--- Work task ---
Find and return every line of the data that contains the word "diff".

--- Stored data entries ---
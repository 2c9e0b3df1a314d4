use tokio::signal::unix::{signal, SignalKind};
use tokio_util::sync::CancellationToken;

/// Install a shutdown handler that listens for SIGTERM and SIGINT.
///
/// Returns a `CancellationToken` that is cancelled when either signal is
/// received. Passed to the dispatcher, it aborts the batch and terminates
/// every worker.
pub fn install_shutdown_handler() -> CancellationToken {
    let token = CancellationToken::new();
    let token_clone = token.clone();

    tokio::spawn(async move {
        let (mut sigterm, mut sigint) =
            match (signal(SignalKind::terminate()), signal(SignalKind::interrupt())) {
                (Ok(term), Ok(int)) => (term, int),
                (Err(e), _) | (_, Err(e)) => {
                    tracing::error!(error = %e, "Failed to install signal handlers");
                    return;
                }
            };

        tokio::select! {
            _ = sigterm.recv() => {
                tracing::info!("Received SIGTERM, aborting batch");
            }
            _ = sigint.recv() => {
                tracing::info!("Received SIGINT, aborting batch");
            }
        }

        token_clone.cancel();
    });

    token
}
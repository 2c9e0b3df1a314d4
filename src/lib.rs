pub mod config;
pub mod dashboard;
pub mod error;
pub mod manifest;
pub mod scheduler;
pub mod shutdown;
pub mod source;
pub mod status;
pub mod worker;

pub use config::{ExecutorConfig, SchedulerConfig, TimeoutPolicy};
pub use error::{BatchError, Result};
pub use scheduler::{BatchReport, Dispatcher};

==

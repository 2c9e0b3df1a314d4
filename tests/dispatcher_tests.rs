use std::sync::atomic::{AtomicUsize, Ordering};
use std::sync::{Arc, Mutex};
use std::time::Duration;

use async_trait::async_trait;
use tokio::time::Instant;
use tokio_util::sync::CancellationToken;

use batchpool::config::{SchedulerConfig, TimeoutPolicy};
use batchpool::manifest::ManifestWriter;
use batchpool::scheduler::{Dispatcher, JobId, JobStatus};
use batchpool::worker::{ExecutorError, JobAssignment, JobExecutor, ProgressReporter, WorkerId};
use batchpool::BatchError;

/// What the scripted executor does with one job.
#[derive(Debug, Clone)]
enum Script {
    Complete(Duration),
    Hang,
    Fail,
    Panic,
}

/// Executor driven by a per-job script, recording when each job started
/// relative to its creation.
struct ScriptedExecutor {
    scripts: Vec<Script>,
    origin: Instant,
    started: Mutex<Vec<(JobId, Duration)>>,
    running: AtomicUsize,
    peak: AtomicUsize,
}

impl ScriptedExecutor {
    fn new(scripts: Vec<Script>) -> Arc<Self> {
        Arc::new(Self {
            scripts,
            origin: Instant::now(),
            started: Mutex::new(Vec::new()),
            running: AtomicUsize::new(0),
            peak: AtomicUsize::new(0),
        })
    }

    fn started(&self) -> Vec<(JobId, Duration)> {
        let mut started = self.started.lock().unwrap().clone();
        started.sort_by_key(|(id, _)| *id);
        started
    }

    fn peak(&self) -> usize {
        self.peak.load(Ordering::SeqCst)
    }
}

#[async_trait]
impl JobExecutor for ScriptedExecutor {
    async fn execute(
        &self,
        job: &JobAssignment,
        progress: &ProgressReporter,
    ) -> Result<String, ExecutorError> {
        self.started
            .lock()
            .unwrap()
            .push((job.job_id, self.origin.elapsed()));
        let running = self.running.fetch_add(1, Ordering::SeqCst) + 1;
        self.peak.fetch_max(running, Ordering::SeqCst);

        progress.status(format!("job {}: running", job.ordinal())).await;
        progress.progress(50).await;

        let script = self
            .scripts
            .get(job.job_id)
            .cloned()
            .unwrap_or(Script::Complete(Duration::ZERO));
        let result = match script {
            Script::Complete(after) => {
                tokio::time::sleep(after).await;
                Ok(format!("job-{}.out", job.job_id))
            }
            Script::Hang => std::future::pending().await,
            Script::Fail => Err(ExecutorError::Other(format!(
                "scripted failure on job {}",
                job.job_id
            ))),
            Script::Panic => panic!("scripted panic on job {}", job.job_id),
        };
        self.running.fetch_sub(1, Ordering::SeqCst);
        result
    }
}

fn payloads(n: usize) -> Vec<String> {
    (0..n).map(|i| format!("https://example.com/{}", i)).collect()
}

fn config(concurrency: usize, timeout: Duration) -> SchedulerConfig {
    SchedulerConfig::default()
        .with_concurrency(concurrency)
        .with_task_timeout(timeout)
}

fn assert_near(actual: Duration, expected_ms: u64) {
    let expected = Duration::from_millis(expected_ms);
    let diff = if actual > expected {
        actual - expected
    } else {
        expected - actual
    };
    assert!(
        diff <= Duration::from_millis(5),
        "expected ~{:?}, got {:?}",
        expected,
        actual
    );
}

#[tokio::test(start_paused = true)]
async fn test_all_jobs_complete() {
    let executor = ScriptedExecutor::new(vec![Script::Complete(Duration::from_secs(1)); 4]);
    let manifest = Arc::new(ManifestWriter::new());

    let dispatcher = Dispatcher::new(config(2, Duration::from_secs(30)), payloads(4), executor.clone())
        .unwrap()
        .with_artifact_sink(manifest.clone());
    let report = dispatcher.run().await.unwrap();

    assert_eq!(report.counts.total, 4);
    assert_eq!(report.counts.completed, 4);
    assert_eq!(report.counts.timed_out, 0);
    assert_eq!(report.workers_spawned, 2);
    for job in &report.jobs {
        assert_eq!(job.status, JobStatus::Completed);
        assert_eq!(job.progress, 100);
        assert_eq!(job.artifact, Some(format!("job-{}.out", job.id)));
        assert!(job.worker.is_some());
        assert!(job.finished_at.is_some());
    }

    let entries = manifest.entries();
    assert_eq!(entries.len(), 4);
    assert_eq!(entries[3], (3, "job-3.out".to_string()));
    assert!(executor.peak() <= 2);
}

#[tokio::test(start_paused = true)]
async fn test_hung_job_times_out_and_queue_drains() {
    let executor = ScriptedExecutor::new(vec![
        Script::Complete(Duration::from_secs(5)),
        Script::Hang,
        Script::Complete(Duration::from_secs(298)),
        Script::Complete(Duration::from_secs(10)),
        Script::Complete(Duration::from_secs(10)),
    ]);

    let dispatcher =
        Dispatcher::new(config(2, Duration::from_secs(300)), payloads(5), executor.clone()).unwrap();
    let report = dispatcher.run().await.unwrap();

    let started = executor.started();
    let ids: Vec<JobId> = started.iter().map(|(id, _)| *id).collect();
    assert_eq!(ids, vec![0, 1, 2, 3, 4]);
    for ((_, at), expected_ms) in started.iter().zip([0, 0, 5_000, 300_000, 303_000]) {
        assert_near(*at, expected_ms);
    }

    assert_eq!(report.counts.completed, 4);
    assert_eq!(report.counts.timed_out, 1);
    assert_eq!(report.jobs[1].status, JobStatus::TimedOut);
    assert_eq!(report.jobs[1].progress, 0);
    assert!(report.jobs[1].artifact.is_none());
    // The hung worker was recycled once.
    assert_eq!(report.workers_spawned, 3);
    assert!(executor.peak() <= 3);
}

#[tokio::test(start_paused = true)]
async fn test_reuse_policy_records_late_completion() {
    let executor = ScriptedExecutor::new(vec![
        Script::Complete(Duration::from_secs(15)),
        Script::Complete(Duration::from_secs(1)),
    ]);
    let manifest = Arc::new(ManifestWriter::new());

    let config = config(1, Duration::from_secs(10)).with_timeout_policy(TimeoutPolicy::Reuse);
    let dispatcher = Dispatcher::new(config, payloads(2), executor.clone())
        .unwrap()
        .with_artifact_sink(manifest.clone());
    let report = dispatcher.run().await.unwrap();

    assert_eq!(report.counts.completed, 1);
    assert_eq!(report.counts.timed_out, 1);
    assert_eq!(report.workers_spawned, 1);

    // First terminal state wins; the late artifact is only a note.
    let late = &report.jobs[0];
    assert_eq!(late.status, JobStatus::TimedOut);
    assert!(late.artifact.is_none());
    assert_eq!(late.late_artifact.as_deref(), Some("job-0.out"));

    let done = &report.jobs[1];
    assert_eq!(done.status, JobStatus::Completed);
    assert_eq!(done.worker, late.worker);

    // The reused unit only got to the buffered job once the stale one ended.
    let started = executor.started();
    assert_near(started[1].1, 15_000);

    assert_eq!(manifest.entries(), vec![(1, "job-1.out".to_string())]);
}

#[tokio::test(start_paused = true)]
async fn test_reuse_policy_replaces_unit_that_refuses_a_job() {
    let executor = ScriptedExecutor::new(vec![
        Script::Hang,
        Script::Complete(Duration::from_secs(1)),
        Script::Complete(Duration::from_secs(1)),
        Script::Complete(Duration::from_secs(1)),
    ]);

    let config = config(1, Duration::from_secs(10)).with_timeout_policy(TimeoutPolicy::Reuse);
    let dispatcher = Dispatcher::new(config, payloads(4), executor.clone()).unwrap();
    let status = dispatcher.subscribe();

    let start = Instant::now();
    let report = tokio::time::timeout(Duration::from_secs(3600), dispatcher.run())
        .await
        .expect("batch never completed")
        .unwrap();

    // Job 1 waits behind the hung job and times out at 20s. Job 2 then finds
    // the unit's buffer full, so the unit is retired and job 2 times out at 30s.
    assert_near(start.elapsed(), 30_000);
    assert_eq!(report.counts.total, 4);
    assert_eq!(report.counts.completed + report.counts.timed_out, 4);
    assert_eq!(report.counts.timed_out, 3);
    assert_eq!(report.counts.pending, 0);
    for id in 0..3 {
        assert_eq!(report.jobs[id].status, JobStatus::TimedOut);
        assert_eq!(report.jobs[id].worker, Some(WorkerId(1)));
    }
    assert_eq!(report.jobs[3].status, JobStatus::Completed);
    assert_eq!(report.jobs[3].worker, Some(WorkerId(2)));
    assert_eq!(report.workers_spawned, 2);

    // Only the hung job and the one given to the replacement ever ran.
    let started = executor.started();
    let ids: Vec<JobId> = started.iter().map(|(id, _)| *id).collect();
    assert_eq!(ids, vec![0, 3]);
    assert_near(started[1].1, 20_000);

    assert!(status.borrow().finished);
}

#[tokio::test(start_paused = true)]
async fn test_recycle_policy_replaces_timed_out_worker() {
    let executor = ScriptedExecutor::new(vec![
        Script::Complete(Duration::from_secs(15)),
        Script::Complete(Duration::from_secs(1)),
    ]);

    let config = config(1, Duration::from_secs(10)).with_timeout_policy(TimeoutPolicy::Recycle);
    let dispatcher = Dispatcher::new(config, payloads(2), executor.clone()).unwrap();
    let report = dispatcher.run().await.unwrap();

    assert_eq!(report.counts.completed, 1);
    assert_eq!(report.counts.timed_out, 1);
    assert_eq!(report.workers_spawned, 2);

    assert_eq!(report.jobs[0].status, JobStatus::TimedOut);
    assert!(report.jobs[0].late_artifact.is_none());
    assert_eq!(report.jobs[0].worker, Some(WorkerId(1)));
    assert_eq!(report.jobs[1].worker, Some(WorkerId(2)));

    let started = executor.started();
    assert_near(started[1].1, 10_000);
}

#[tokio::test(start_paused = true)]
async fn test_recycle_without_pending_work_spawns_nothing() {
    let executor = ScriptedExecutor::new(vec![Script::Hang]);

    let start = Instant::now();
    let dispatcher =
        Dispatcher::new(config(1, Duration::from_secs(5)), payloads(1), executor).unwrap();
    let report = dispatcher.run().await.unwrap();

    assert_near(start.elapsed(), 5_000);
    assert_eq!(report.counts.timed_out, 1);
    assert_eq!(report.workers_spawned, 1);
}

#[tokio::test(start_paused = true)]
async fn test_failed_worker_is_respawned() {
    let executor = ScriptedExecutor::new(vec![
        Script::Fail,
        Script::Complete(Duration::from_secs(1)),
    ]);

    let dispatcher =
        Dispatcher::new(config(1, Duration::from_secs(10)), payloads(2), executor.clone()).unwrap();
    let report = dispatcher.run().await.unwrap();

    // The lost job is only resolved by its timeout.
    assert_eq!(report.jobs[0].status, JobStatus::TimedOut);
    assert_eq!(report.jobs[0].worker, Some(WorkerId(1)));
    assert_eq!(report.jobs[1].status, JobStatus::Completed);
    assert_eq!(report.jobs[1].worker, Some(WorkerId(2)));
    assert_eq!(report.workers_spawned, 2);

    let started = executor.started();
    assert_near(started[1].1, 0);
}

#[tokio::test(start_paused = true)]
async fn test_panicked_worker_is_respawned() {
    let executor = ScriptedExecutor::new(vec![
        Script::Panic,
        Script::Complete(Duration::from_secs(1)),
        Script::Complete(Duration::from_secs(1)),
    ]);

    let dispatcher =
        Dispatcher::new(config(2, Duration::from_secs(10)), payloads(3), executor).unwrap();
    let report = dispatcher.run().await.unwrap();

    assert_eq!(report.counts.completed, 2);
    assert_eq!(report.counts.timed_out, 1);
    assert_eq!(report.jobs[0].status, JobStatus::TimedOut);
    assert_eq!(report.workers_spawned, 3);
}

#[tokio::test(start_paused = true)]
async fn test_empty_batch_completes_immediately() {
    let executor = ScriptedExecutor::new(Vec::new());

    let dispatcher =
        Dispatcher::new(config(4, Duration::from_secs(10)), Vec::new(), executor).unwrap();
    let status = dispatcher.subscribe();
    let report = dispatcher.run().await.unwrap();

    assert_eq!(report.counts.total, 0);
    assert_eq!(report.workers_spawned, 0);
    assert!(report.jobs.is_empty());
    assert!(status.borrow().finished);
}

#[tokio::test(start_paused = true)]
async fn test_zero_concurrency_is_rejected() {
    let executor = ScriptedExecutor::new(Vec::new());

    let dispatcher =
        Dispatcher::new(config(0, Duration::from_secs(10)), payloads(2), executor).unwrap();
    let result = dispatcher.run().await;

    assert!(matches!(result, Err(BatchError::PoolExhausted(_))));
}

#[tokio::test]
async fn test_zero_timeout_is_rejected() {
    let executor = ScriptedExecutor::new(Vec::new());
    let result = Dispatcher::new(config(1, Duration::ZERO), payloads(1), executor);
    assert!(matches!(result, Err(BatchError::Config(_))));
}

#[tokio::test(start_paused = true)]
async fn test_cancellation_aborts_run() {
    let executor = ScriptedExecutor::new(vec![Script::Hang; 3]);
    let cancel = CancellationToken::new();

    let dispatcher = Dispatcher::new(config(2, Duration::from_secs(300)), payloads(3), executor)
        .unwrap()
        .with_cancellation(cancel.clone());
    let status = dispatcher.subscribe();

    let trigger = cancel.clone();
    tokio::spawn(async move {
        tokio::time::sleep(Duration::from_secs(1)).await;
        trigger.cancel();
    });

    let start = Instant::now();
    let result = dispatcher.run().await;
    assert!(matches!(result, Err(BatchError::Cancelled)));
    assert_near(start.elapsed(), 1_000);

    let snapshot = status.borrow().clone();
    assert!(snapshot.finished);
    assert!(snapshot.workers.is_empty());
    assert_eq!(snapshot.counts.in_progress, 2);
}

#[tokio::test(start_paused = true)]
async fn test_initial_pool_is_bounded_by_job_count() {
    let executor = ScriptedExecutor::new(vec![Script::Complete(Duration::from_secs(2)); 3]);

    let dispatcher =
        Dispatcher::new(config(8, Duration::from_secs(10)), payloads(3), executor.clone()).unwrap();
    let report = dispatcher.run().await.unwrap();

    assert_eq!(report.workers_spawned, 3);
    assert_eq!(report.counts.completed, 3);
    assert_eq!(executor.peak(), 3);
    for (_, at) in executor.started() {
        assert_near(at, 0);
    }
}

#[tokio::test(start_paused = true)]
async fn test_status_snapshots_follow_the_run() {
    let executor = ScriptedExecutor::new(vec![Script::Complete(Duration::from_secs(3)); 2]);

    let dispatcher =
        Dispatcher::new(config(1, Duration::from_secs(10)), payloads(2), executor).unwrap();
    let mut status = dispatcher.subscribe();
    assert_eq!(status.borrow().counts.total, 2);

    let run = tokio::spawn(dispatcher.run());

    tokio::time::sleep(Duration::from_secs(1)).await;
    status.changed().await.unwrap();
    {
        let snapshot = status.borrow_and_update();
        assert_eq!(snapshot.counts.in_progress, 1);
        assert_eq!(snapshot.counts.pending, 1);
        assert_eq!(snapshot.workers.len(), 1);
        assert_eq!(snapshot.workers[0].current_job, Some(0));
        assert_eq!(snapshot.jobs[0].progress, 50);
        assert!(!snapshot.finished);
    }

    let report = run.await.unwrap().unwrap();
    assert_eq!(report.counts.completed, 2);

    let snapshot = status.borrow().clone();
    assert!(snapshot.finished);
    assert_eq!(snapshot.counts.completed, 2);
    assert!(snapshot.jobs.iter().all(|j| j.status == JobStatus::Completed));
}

--- Solved problem ---
    let diff = if actual > expected {
        diff <= Duration::from_millis(5),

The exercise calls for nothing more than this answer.